Dataset entries:

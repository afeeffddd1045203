//! Command bridge from control threads into the simulation thread.
//!
//! Any thread holding a [`BattleControl`] may enqueue [`ControlCommand`]s.
//! The driver drains the queue exactly once per tick, after scoring and
//! before the snapshot, and applies commands in enqueue order. Abort, pause
//! and single-step are shared flags checked at tick boundaries.
//!
//! # Example
//!
//! ```
//! use robobattle_core::bridge::CommandBridge;
//! use robobattle_core::entity::RobotId;
//! use robobattle_core::registry::{ContestantEntry, Registry};
//!
//! let mut registry = Registry::new(&[ContestantEntry::solo("a"), ContestantEntry::solo("b")]);
//! let bridge = CommandBridge::new();
//! let control = bridge.control();
//!
//! control.kill_robot(RobotId::new(1));
//! assert_eq!(bridge.drain(&mut registry), 1);
//! assert!(registry.robot(RobotId::new(1)).is_dead());
//! ```

use std::sync::atomic::{AtomicBool, AtomicU32, Ordering};
use std::sync::Arc;

use crossbeam_channel::{bounded, unbounded, Receiver, Sender};
use serde::{Deserialize, Serialize};
use tracing::{debug, warn};

use crate::entity::{PaintFlags, RobotId};
use crate::program::{InputEvent, RobotEvent};
use crate::registry::Registry;

/// An action requested from outside the simulation thread.
#[derive(Debug, Clone, PartialEq, Serialize, Deserialize)]
pub enum ControlCommand {
    /// Kill a robot immediately.
    Kill(RobotId),
    /// Turn a robot's painting on or off.
    SetPaint {
        /// Target robot
        robot: RobotId,
        /// New state
        enabled: bool,
    },
    /// Turn a robot's debug painting on or off.
    SetDebugPaint {
        /// Target robot
        robot: RobotId,
        /// New state
        enabled: bool,
    },
    /// Deliver an input event to every live robot.
    InjectEvent(InputEvent),
}

/// Flags shared by every control handle and the driver.
#[derive(Debug, Default)]
struct SharedControl {
    aborted: AtomicBool,
    paused: AtomicBool,
    closed: AtomicBool,
    steps: AtomicU32,
}

// =============================================================================
// Control Handle
// =============================================================================

/// Cloneable, thread-safe control surface for a running battle.
///
/// All calls are fire-and-forget: queued commands apply at the next tick
/// boundary. Once the battle has finished, commands are refused and
/// [`BattleControl::submit`] returns `false`.
#[derive(Debug, Clone)]
pub struct BattleControl {
    sender: Sender<ControlCommand>,
    wake: Sender<()>,
    shared: Arc<SharedControl>,
}

impl BattleControl {
    /// Enqueues a command. Returns `false` once the battle has finished.
    pub fn submit(&self, command: ControlCommand) -> bool {
        if self.shared.closed.load(Ordering::SeqCst) {
            warn!(?command, "battle finished; dropping control command");
            return false;
        }
        match self.sender.send(command) {
            Ok(()) => true,
            Err(err) => {
                warn!(command = ?err.into_inner(), "battle gone; dropping control command");
                false
            }
        }
    }

    /// Kills a robot at the next tick boundary.
    pub fn kill_robot(&self, robot: RobotId) {
        self.submit(ControlCommand::Kill(robot));
    }

    /// Enables or disables painting for a robot.
    pub fn set_paint_enabled(&self, robot: RobotId, enabled: bool) {
        self.submit(ControlCommand::SetPaint { robot, enabled });
    }

    /// Enables or disables debug painting for a robot.
    pub fn set_debug_paint_enabled(&self, robot: RobotId, enabled: bool) {
        self.submit(ControlCommand::SetDebugPaint { robot, enabled });
    }

    /// Forwards an input event to every live robot.
    pub fn inject_event(&self, event: InputEvent) {
        self.submit(ControlCommand::InjectEvent(event));
    }

    /// Stops the battle at the next tick boundary.
    pub fn abort(&self) {
        debug!("abort requested");
        self.shared.aborted.store(true, Ordering::SeqCst);
        self.notify();
    }

    /// Holds the driver at the next tick boundary.
    pub fn pause(&self) {
        self.shared.paused.store(true, Ordering::SeqCst);
        self.notify();
    }

    /// Lets a paused driver continue.
    pub fn resume(&self) {
        self.shared.paused.store(false, Ordering::SeqCst);
        self.shared.steps.store(0, Ordering::SeqCst);
        self.notify();
    }

    /// Runs exactly one more tick while paused.
    pub fn step(&self) {
        self.shared.steps.fetch_add(1, Ordering::SeqCst);
        self.notify();
    }

    /// True once abort was requested.
    #[must_use]
    pub fn is_aborted(&self) -> bool {
        self.shared.aborted.load(Ordering::SeqCst)
    }

    /// True while paused.
    #[must_use]
    pub fn is_paused(&self) -> bool {
        self.shared.paused.load(Ordering::SeqCst)
    }

    /// True once the battle has finished.
    #[must_use]
    pub fn is_closed(&self) -> bool {
        self.shared.closed.load(Ordering::SeqCst)
    }

    /// Wakes a driver blocked in [`CommandBridge::wait_while_paused`]. A full
    /// slot already holds a pending wake-up.
    fn notify(&self) {
        let _ = self.wake.try_send(());
    }
}

// =============================================================================
// Bridge
// =============================================================================

/// Driver-side end of the command queue.
#[derive(Debug)]
pub struct CommandBridge {
    receiver: Receiver<ControlCommand>,
    woken: Receiver<()>,
    control: BattleControl,
}

impl Default for CommandBridge {
    fn default() -> Self {
        Self::new()
    }
}

impl CommandBridge {
    /// Creates an empty bridge.
    #[must_use]
    pub fn new() -> Self {
        let (sender, receiver) = unbounded();
        let (wake, woken) = bounded(1);
        Self {
            receiver,
            woken,
            control: BattleControl {
                sender,
                wake,
                shared: Arc::new(SharedControl::default()),
            },
        }
    }

    /// A new control handle for this bridge.
    #[must_use]
    pub fn control(&self) -> BattleControl {
        self.control.clone()
    }

    /// Applies every queued command in enqueue order.
    ///
    /// Returns the number of commands applied. Draining an empty queue
    /// changes nothing.
    pub fn drain(&self, registry: &mut Registry) -> usize {
        let mut applied = 0;
        for command in self.receiver.try_iter() {
            debug!(?command, "applying control command");
            apply_control_command(registry, command);
            applied += 1;
        }
        applied
    }

    /// Refuses further commands and discards the ones still queued.
    ///
    /// Returns the number of commands discarded.
    pub fn close(&self) -> usize {
        self.control.shared.closed.store(true, Ordering::SeqCst);
        let discarded = self.receiver.try_iter().count();
        if discarded > 0 {
            debug!(discarded, "discarded control commands after the battle");
        }
        discarded
    }

    /// True once abort was requested.
    #[must_use]
    pub fn is_aborted(&self) -> bool {
        self.control.is_aborted()
    }

    /// Blocks while paused, letting one tick through per `step`.
    ///
    /// Returns immediately on abort.
    pub fn wait_while_paused(&self) {
        let shared = &self.control.shared;
        loop {
            if shared.aborted.load(Ordering::SeqCst) || !shared.paused.load(Ordering::SeqCst) {
                return;
            }
            if shared
                .steps
                .fetch_update(Ordering::SeqCst, Ordering::SeqCst, |s| s.checked_sub(1))
                .is_ok()
            {
                return;
            }
            if self.woken.recv().is_err() {
                return;
            }
        }
    }
}

/// Executes one command against the registry.
pub fn apply_control_command(registry: &mut Registry, command: ControlCommand) {
    match command {
        ControlCommand::Kill(id) => {
            let Some(robot) = registry.get_mut(id) else {
                warn!(robot = ?id, "kill for unknown robot");
                return;
            };
            robot.zero_energy();
            if robot.mark_dead() {
                robot.println("SYSTEM: Robot killed by controller.");
                registry.queue_death(id);
                registry.recompute_active_robots();
            }
        }
        ControlCommand::SetPaint { robot, enabled } => {
            set_flag(registry, robot, PaintFlags::PAINT, enabled);
        }
        ControlCommand::SetDebugPaint { robot, enabled } => {
            set_flag(registry, robot, PaintFlags::DEBUG_PAINT, enabled);
        }
        ControlCommand::InjectEvent(event) => {
            for robot in registry.robots_mut() {
                if robot.is_alive() {
                    robot.add_event(RobotEvent::Interactive(event.clone()));
                }
            }
        }
    }
}

fn set_flag(registry: &mut Registry, id: RobotId, flag: PaintFlags, enabled: bool) {
    match registry.get_mut(id) {
        Some(robot) => robot.set_paint_flag(flag, enabled),
        None => warn!(robot = ?id, "paint toggle for unknown robot"),
    }
}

* What is expected:
Above are the records. Copy the lines beginning at the one that has "disables painting for a robot." and ending with the one that has "pub fn resume(&self)", unchanged.

* Response for this exercise:
    /// Enables or disables painting for a robot.
    pub fn set_paint_enabled(&self, robot: RobotId, enabled: bool) {
        self.submit(ControlCommand::SetPaint { robot, enabled });
    }

    /// Enables or disables debug painting for a robot.
    pub fn set_debug_paint_enabled(&self, robot: RobotId, enabled: bool) {
        self.submit(ControlCommand::SetDebugPaint { robot, enabled });
    }

    /// Forwards an input event to every live robot.
    pub fn inject_event(&self, event: InputEvent) {
        self.submit(ControlCommand::InjectEvent(event));
    }

    /// Stops the battle at the next tick boundary.
    pub fn abort(&self) {
        debug!("abort requested");
        self.shared.aborted.store(true, Ordering::SeqCst);
        self.notify();
    }

    /// Holds the driver at the next tick boundary.
    pub fn pause(&self) {
        self.shared.paused.store(true, Ordering::SeqCst);
        self.notify();
    }

    /// Lets a paused driver continue.
    pub fn resume(&self) {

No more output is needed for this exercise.